═══ Source data
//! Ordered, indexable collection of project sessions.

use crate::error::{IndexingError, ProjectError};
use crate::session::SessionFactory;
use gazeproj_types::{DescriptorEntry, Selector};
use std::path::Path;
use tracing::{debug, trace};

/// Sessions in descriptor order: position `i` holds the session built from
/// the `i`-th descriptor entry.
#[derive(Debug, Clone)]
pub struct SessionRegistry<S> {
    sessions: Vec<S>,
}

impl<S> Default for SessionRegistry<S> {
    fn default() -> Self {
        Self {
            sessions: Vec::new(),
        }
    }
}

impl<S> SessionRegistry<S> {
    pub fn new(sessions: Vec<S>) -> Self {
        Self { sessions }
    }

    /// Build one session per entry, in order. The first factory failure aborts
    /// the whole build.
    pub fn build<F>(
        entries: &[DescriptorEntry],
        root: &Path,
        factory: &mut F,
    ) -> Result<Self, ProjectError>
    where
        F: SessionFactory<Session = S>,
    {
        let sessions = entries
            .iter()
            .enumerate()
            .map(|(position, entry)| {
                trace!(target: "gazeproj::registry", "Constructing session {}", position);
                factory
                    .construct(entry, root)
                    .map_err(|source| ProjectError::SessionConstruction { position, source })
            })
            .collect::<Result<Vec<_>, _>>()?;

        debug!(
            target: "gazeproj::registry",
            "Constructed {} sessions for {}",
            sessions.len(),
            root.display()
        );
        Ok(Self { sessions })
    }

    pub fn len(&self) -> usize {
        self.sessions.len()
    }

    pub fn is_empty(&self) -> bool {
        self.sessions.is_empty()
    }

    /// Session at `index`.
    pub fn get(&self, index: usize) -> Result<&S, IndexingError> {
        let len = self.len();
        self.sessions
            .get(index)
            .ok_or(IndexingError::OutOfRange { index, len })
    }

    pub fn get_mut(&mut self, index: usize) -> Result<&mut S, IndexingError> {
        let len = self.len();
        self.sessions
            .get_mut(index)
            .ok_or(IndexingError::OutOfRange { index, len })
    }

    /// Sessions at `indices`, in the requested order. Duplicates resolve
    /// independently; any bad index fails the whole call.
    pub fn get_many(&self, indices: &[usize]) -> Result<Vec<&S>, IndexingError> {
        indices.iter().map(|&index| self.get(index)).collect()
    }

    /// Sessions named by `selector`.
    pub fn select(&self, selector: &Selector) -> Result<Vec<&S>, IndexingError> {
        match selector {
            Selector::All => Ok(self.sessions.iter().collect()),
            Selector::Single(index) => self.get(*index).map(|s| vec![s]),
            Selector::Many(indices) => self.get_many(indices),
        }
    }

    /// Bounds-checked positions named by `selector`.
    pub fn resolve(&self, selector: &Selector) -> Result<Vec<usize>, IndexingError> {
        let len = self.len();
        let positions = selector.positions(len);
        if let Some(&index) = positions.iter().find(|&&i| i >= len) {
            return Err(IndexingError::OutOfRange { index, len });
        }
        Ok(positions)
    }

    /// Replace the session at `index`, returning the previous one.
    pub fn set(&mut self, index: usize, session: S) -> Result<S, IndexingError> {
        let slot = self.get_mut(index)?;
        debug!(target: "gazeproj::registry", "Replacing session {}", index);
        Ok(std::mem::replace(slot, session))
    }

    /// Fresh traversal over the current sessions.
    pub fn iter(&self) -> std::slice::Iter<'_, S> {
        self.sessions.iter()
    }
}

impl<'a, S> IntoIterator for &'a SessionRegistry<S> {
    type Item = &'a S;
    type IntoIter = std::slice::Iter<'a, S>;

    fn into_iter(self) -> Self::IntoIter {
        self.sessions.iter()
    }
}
══════
| Task goal |
Every line above from the line with "pub fn get_mut(&mut" to the line with "let positions = selector.positions(len);", inclusive, must be returned exactly; no other line belongs in the reply.

| Problem solution |
    pub fn get_mut(&mut self, index: usize) -> Result<&mut S, IndexingError> {
        let len = self.len();
        self.sessions
            .get_mut(index)
            .ok_or(IndexingError::OutOfRange { index, len })
    }

    /// Sessions at `indices`, in the requested order. Duplicates resolve
    /// independently; any bad index fails the whole call.
    pub fn get_many(&self, indices: &[usize]) -> Result<Vec<&S>, IndexingError> {
        indices.iter().map(|&index| self.get(index)).collect()
    }

    /// Sessions named by `selector`.
    pub fn select(&self, selector: &Selector) -> Result<Vec<&S>, IndexingError> {
        match selector {
            Selector::All => Ok(self.sessions.iter().collect()),
            Selector::Single(index) => self.get(*index).map(|s| vec![s]),
            Selector::Many(indices) => self.get_many(indices),
        }
    }

    /// Bounds-checked positions named by `selector`.
    pub fn resolve(&self, selector: &Selector) -> Result<Vec<usize>, IndexingError> {
        let len = self.len();
        let positions = selector.positions(len);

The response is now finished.